# YIPEEE!!! Toto Is Out Of The Shelter!!!



## 3Maltmom (May 23, 2005)

Bless her heart. We're not sure what this is, but doesn't seem to be a mammary tumor. 

It is soft, and huge. Edie, and Bronwyne, suspect a hernia. Whatever this thing is, it's massive.

So I bailed her out after work, this evening. She is having a blast. She is snuggling, playing,
wanting attention, and yep, following me around. She's only 4-years-old, has a beautiful coat (under all the matts),
and a precious little face. 

For now here are some pics. Sorry not too clear, but I was holding her while taking them myself.

This will certainly give you, and Edie, an idea of the size. Check it out Edie. 

[attachment=54784:Toto1.jpg]

[attachment=54785:Toto2.jpg]

[attachment=54786:Toto3.jpg]


----------



## bonniesmom (Jun 2, 2008)

OMG, Deb - that is HUGE! Poor little thing, but maybe it looks a lot worse than it is. Maybe it's just a benign fatty tumor or something like that?
Or, as you said, a hernia? Anyway, couldn't you show us her pretty little face? :wub:


----------



## mysugarbears (Aug 13, 2007)

I'm glad that she is out and with you now. That is huge, glad to hear that it's not a mammory tumor. 
Now we need to see that sweet little face. :wub:


----------



## 3Maltmom (May 23, 2005)

QUOTE (bonniesmom @ Jul 7 2009, 11:37 PM) index.php?act=findpost&pid=802482


> OMG, Deb - that is HUGE! Poor little thing, but maybe it looks a lot worse than it is. Maybe it's just a benign fatty tumor or something like that?
> Or, as you said, a hernia? Anyway, couldn't you show us her pretty little face? :wub:[/B]

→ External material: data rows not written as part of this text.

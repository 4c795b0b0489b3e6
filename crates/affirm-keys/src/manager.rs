//! [`KeyManager`] — owns the storage key's lifecycle.

use parking_lot::RwLock;
use tracing::{debug, info};

use crate::{
  Error, Result,
  cipher::{Cipher, generate_key},
  credential::CredentialStore,
};

/// Owns the storage key: creates it on first run, hands out [`Cipher`]
/// handles, and supports reset and deletion.
///
/// The manager caches the cipher after `initialize()`; the raw key itself is
/// only held transiently while a cipher is built.
pub struct KeyManager<C> {
  credentials: C,
  cipher:      RwLock<Option<Cipher>>,
}

impl<C: CredentialStore> KeyManager<C> {
  pub fn new(credentials: C) -> Self {
    Self { credentials, cipher: RwLock::new(None) }
  }

  /// Make sure a key exists and return its cipher.
  ///
  /// Loads the stored key if there is one and generates and persists a new
  /// one otherwise. Once initialised, further calls return the cached cipher
  /// without touching the credential store, so repeated initialisation never
  /// yields a different key.
  pub fn initialize(&self) -> Result<Cipher> {
    let mut slot = self.cipher.write();
    if let Some(cipher) = slot.as_ref() {
      return Ok(cipher.clone());
    }

    let cipher = match self.credentials.load()? {
      Some(key) => {
        debug!("loaded storage key from credential store");
        Cipher::from_key(&key)?
      }
      None => {
        let key = generate_key();
        self.credentials.save(&key[..])?;
        let cipher = Cipher::from_fixed(&key);
        info!(fingerprint = %cipher.fingerprint(), "generated new storage key");
        cipher
      }
    };

    *slot = Some(cipher.clone());
    Ok(cipher)
  }

  /// The current cipher. Fails with [`Error::NotInitialized`] before
  /// [`initialize`](Self::initialize) or after [`delete_key`](Self::delete_key).
  pub fn cipher(&self) -> Result<Cipher> {
    self.cipher.read().clone().ok_or(Error::NotInitialized)
  }

  pub fn is_initialized(&self) -> bool { self.cipher.read().is_some() }

  /// Replace the key with a freshly generated one.
  ///
  /// Everything sealed under the previous key becomes unreadable; reads of
  /// such records fail with a decryption error.
  pub fn reset(&self) -> Result<Cipher> {
    let mut slot = self.cipher.write();
    let key = generate_key();
    self.credentials.save(&key[..])?;
    let cipher = Cipher::from_fixed(&key);
    info!(fingerprint = %cipher.fingerprint(), "storage key reset");
    *slot = Some(cipher.clone());
    Ok(cipher)
  }

  /// Remove the key from the credential store and from memory.
  pub fn delete_key(&self) -> Result<()> {
    let mut slot = self.cipher.write();
    self.credentials.remove()?;
    *slot = None;
    info!("storage key deleted");
    Ok(())
  }
}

Yes, I took some of her beautiful mug. By the time I got out of the shelter, it was close to five, so groomer was closed.

She will need to be shaved, then off to surgery. Oh, Dorothy, I see a beautiful little soul under all those matts.
I can almost see her soul, thru her eyes. 

So yep, we are getting to the bottom of this immediately. Edie, Bronwyne, and I, are very worried about this "growth".

I'll get some "mug" shots up, as soon as I can. She's a beauty, that's for sure. :wub:


----------



## 3Maltmom (May 23, 2005)

QUOTE (MySugarBears @ Jul 7 2009, 11:41 PM) index.php?act=findpost&pid=802486


> I'm glad that she is out and with you now. That is huge, glad to hear that it's not a mammory tumor.
> Now we need to see that sweet little face. :wub:[/B]



You know, we're not sure what this is. We'll find out in a couple days. 

Shelter vet said it was a mammary tumor, but it appears to be something else.


----------



## mysugarbears (Aug 13, 2007)

QUOTE (3Maltmom @ Jul 7 2009, 11:49 PM) index.php?act=findpost&pid=802490


> QUOTE (MySugarBears @ Jul 7 2009, 11:41 PM) index.php?act=findpost&pid=802486





> I'm glad that she is out and with you now. That is huge, glad to hear that it's not a mammory tumor.
> Now we need to see that sweet little face. :wub:[/B]



You know, we're not sure what this is. We'll find out in a couple days. 

Shelter vet said it was a mammary tumor, but it appears to be something else.
[/B][/QUOTE]


I hope it's nothing serious. :grouphug: rayer: :grouphug:


----------



## KAG (Jun 1, 2006)

Jesus, poor baby girl. 

I'm a little confused, Deb. Toto is not the girl who's expecting?
xoxoxo

Oh, ok. I just reread original post.


----------



## 3Maltmom (May 23, 2005)

QUOTE (KAG @ Jul 7 2009, 11:53 PM) index.php?act=findpost&pid=802496


> Jesus, poor baby girl.
> 
> I'm a little confused, Deb. Toto is not the girl who's expecting?
> xoxoxo
> ...


No, that's Maggie, she is due any day, and should be with a former breeder by now. She's in good hands.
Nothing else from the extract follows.